Le mot “estampe” désigne l’impression résultant d’une gravure. La technique consiste à creuser le dessin dans une matrice (souvent en bois ou en métal), qui est ensuite encrée puis imprimée sur une feuille de papier ou tout autre support.

Histoire de l’estampe au Japon

L’histoire de l’estampe au Japon débute en Chine. En effet, ce sont des moines bouddhistes qui les ont importé au pays du Soleil levant, même si les plus anciens spécimens connus viennent du Japon.
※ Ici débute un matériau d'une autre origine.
//! Check command - Verify written partitions

use std::path::PathBuf;

use anyhow::{Context, Result};
use bdiosplit_core::verify_output_dir;
use clap::Args;

use super::{load_config, output_layout};
use crate::progress::{counted, finish_spinner, finish_spinner_error, spinner};
use crate::GlobalOptions;

/// Arguments for the check command
#[derive(Args, Debug)]
pub struct CheckArgs {
    /// Directory holding the partition directories
    output_dir: PathBuf,

    /// Page limit to check against (default: configured max_page_nodes)
    #[arg(long = "max-chunk-nodes", visible_alias = "max-page-nodes")]
    max_chunk_nodes: Option<usize>,
}

/// Execute the check command
pub fn execute(args: CheckArgs, global: GlobalOptions) -> Result<()> {
    let config = load_config(&global, None)?;
    let layout = output_layout(&config);
    let page_limit = args.max_chunk_nodes.unwrap_or(config.limits.max_page_nodes);

    if !args.output_dir.is_dir() {
        anyhow::bail!("Output directory not found: {}", args.output_dir.display());
    }

    let pb = spinner("Verifying partitions...", global.quiet);
    let reports = verify_output_dir(&args.output_dir, &layout, Some(page_limit))
        .with_context(|| format!("Failed to verify {}", args.output_dir.display()))?;

    if reports.is_empty() {
        finish_spinner_error(pb, "No partitions found");
        anyhow::bail!(
            "No partition directories found in {}",
            args.output_dir.display()
        );
    }

    let invalid: Vec<_> = reports.iter().filter(|r| !r.is_valid()).collect();
    let records: usize = reports.iter().map(|r| r.records).sum();

    if invalid.is_empty() {
        finish_spinner(
            pb,
            &format!(
                "{} verified ({})",
                counted(reports.len(), "partition"),
                counted(records, "record")
            ),
        );
    } else {
        finish_spinner_error(
            pb,
            &format!("{} of {} partitions invalid", invalid.len(), reports.len()),
        );
    }

    if !global.quiet && global.verbose {
        for r in &reports {
            println!(
                "  {:<32} {:>4} pages {:>8} records  {}",
                r.dir.display(),
                r.pages,
                r.records,
                if r.is_valid() { "ok" } else { "INVALID" }
            );
        }
    }

    for r in &invalid {
        eprintln!("{}:", r.dir.display());
        for problem in r.problems() {
            eprintln!("  - {}", problem);
        }
    }

    if !invalid.is_empty() {
        anyhow::bail!("{} partition(s) failed verification", invalid.len());
    }

    Ok(())
}
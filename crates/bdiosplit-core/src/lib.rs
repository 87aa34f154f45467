//! bdiosplit Core - Scan graph partitioning with ancestor closure
//!
//! This crate splits oversized BDIO scan graphs into partitions that a
//! downstream consumer can process one at a time:
//! - Shard loading and record model for JSON-LD `@graph` documents
//! - Identity index for O(1) ancestor resolution
//! - Count-bounded and size-bounded windowing
//! - Ancestor backfill so every partition resolves its parent references
//! - Header/entry document output and read-back verification
//! - Splitting of legacy single-file scan JSON documents

pub mod closure;
pub mod error;
pub mod index;
pub mod loader;
pub mod partition;
pub mod partitioner;
pub mod record;
pub mod scan_json;
pub mod split;
pub mod summary;
pub mod verify;
pub mod writer;

// Re-exports for convenience
pub use closure::{missing_parents, ClosedWindow, ClosureResolver};
pub use error::{ErrorKind, Result, SplitError};
pub use index::RecordIndex;
pub use loader::{GraphLoader, LoadedGraph, ShardSet, DEFAULT_HEADER_FILE};
pub use partition::{partition_label, sanitize_label_part, Partition};
pub use partitioner::{CountLimits, CountWindows, SizeLimits, SizeWindows, Strategy};
pub use record::{Collection, ParentRef, Record, ROOT_SENTINEL};
pub use scan_json::{ScanJsonSplitter, DEFAULT_SCAN_SPLIT_STEP};
pub use split::{
    PartitionPlan, PartitionSummary, SplitOptions, SplitReport, Splitter,
    DEFAULT_MAX_PAGE_NODES, DEFAULT_MAX_PARTITION_NODES,
};
pub use summary::CollectionSummary;
pub use verify::{verify_output_dir, verify_partition_dir, VerifyReport};
pub use writer::{OutputLayout, PartitionWriter, ProjectOverrides, WrittenPartition};
//! Closed partitions and their labels.

use std::sync::Arc;

use once_cell::sync::Lazy;
use regex::Regex;

use crate::record::Record;

static UNSAFE_LABEL_CHARS: Lazy<Regex> = Lazy::new(|| {
    Regex::new(r"[^A-Za-z0-9._-]+").expect("label sanitizer pattern is valid")
});

/// Replace runs of characters that are unsafe in directory names with `_`.
pub fn sanitize_label_part(raw: &str) -> String {
    UNSAFE_LABEL_CHARS.replace_all(raw.trim(), "_").into_owned()
}

/// Build the label of partition `index`.
///
/// `_part03`, `_1.2_part03` with a version override, and
/// `_demo_1.2_part03` with both name and version overrides.
pub fn partition_label(index: usize, name: Option<&str>, version: Option<&str>) -> String {
    let mut label = format!("_part{:02}", index);
    if let Some(version) = version {
        label = format!("_{}{}", sanitize_label_part(version), label);
    }
    if let Some(name) = name {
        label = format!("_{}{}", sanitize_label_part(name), label);
    }
    label
}

/// One independently valid output unit.
#[derive(Debug, Clone)]
pub struct Partition {
    /// Logical position in the output sequence
    pub index: usize,
    /// Directory name and header name infix
    pub label: String,
    /// Records to write, backfilled ones included
    pub records: Vec<Arc<Record>>,
    /// Number of records that came from the window itself
    pub window_len: usize,
}

impl Partition {
    pub fn new(index: usize, label: String, records: Vec<Arc<Record>>, window_len: usize) -> Self {
        Self {
            index,
            label,
            records,
            window_len,
        }
    }

    /// Records appended to the window (ancestors or the base record).
    pub fn backfilled(&self) -> usize {
        self.records.len().saturating_sub(self.window_len)
    }

    pub fn len(&self) -> usize {
        self.records.len()
    }

    pub fn is_empty(&self) -> bool {
        self.records.is_empty()
    }

    /// Split the records into page-sized slices.
    pub fn pages(&self, page_limit: usize) -> std::slice::Chunks<'_, Arc<Record>> {
        self.records.chunks(page_limit.max(1))
    }
}
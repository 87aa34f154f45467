//! Statistics over a loaded collection.

use std::collections::{HashMap, HashSet};

use serde::Serialize;

use crate::error::Result;
use crate::index::RecordIndex;
use crate::record::{Collection, ParentRef};

/// Shape of a scan graph, as reported by `bdiosplit inspect`.
#[derive(Debug, Clone, Default, PartialEq, Eq, Serialize)]
pub struct CollectionSummary {
    pub rooted_records: usize,
    pub unrooted_records: usize,
    /// Rooted records whose parent is the root sentinel
    pub root_level_records: usize,
    /// Sum of `hasByteCount` over rooted records
    pub total_payload_bytes: u64,
    /// Longest ancestor chain (root-level records have depth 0)
    pub max_depth: usize,
    /// Distinct parent references absent from the collection
    pub dangling_references: usize,
}

impl CollectionSummary {
    /// Summarize a collection. Fails on duplicate identities.
    pub fn compute(collection: &Collection) -> Result<Self> {
        let index = RecordIndex::build(collection.rooted())?;

        let mut depths: HashMap<u64, usize> = HashMap::with_capacity(index.len());
        let mut dangling: HashSet<u64> = HashSet::new();
        let mut summary = Self {
            rooted_records: collection.rooted().len(),
            unrooted_records: collection.unrooted().len(),
            ..Default::default()
        };

        for record in collection.rooted() {
            summary.total_payload_bytes += record.payload_size();
            if record.parent() == Some(ParentRef::Root) {
                summary.root_level_records += 1;
            }
            if let Some(id) = record.node_id() {
                let depth = depth_of(id, &index, &mut depths, &mut dangling);
                summary.max_depth = summary.max_depth.max(depth);
            }
        }

        summary.dangling_references = dangling.len();
        Ok(summary)
    }
}

/// Memoized ancestor depth. A chain ending at an unknown identity, or looping
/// back on itself, stops there.
fn depth_of(
    id: u64,
    index: &RecordIndex,
    depths: &mut HashMap<u64, usize>,
    dangling: &mut HashSet<u64>,
) -> usize {
    let mut chain = Vec::new();
    let mut seen = HashSet::new();
    let mut current = id;

    let base = loop {
        if let Some(&known) = depths.get(&current) {
            break known + 1;
        }
        if !seen.insert(current) {
            break 0;
        }
        chain.push(current);
        match index.resolve_parent(current) {
            Ok(ParentRef::Node(parent)) if index.contains(parent) => current = parent,
            Ok(ParentRef::Node(parent)) => {
                dangling.insert(parent);
                break 0;
            }
            Ok(ParentRef::Root) | Err(_) => break 0,
        }
    };

    // chain[last] sits at depth `base`, its children one deeper, and so on
    let mut depth = base;
    for node in chain.iter().rev() {
        depths.insert(*node, depth);
        depth += 1;
    }
    depths.get(&id).copied().unwrap_or(0)
}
Les premières estampes japonaises remontent à l’époque des Kofun (du IVe au VIIe siècle). Mais leur vrai début est en 764, lorsque l’empereur Shooku ordonne que l’on confectionne un million de pagodes miniatures, chacune devant contenir une formule porte-bonheur bouddhiste sur une petite feuille de papier. Pour aller plus vite, plutôt que de les écrire à la main (tâche longue et répétitive), les Japonais ont recours à l’estampe.

XIIè siècle

Au XIIè siècle, les moines bouddhistes nippons doivent, selon les principes de leur religion, répéter le nom de Bouddha afin de parvenir à l’illumination. Ils utilisent donc la reproduction sur gravures pour tenter d’y arriver plus rapidement, de cette manière ils facilitent l’expansion de l’estampe.

XVè siècle

Au XVè siècle, le Japon se dote de son propre style d’estampes (yamato-e). Au début du XVIIe siècle, après de longues périodes de guerres, la paix s’installe plus durablement dans le pays, favorisant ainsi le développement des arts et donc de l’estampe. En effet, les Shoguns restants commandent aux artistes des estampes pour décorer leur château, ainsi que les marchands de Kyoto et d’Edo qui se sont enrichis après avoir financé les guerres. Dès lors apparaissent les premiers rouleaux illustrés, qui seront suivis de près par les premiers livres illustrés avec le développement de la xylographie.

XVIIè siècle

En 1657, Edo est ravagée par un incendie. Pour accélérer la reconstruction, Moronobu convainc les éditeurs de publier ses oeuvres sous forme d’estampes détachées. En effet, ce format permet aux habitants de décorer à bas prix et rapidement leur nouvelle maison en achetant ces estampes dans les boutiques des éditeurs ou à des marchands dans les rues pour le prix d’un bol de nouilles environs. Cet incident a permis de rendre l’estampe populaire auprès des personnes les plus pauvres au Japon.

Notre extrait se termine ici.